## Entries supplied
------

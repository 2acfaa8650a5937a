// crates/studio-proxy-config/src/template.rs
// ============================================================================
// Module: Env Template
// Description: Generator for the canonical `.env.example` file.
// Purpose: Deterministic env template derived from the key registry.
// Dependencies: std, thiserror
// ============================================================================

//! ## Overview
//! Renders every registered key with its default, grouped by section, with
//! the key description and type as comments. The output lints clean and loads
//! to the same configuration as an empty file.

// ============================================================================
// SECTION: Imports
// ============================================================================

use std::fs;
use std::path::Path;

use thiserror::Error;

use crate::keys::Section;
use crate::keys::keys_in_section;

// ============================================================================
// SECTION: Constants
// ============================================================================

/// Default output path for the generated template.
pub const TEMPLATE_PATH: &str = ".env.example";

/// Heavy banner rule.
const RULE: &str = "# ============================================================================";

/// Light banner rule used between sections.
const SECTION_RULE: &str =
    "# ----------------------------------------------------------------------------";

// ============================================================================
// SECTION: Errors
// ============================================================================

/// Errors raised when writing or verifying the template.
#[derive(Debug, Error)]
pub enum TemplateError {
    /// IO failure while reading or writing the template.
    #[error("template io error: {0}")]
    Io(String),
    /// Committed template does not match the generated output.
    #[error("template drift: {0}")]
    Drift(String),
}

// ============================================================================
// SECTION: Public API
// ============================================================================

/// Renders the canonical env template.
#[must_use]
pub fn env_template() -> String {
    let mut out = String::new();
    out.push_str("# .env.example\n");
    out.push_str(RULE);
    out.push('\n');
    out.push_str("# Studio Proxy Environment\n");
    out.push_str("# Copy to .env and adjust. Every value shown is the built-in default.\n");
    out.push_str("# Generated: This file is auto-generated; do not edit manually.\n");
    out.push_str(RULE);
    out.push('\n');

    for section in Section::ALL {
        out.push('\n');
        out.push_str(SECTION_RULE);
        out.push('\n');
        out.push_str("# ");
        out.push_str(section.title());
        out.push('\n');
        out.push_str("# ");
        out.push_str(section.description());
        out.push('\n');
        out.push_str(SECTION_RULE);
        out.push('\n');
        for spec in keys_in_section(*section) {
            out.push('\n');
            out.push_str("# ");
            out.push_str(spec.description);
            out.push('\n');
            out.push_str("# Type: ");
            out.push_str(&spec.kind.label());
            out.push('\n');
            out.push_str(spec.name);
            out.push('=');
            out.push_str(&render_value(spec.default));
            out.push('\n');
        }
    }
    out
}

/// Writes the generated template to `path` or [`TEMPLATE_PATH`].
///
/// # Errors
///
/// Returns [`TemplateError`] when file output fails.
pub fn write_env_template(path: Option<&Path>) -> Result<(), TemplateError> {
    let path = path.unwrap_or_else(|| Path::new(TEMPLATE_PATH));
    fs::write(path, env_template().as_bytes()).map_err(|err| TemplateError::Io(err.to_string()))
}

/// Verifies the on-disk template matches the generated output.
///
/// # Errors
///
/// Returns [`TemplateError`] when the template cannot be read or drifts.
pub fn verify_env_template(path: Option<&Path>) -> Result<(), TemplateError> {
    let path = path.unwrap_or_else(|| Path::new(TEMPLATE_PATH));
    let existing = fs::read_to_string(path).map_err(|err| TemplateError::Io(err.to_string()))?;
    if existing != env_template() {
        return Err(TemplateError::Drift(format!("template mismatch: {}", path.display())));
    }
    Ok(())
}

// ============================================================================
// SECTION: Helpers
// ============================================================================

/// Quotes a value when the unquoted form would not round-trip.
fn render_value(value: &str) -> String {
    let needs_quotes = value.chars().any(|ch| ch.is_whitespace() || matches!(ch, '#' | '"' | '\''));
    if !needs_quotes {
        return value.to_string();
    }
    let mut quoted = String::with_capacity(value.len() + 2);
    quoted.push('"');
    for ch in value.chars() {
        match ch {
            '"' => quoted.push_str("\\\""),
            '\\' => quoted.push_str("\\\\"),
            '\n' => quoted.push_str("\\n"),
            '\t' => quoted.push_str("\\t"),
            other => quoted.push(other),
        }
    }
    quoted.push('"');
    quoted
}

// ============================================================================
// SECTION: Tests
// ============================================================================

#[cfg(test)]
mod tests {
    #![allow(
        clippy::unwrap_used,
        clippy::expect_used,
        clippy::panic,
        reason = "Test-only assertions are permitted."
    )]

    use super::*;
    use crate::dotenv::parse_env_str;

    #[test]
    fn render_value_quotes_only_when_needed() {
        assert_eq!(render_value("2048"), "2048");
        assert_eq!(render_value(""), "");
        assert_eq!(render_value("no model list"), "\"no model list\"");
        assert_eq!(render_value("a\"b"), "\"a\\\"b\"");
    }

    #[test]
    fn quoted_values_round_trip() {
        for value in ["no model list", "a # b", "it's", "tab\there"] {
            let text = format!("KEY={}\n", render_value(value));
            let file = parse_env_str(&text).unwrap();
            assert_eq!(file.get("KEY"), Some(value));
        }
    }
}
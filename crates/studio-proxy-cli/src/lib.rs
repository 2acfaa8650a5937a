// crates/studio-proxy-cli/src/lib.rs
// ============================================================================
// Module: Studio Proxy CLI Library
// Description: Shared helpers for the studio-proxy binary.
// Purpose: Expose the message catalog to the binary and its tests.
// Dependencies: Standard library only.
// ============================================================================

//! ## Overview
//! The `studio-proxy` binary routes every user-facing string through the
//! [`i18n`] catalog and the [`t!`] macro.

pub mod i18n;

------

## What you should do
Would you count the lines in the data that contain "banner" and answer with only the number?

## Result below
2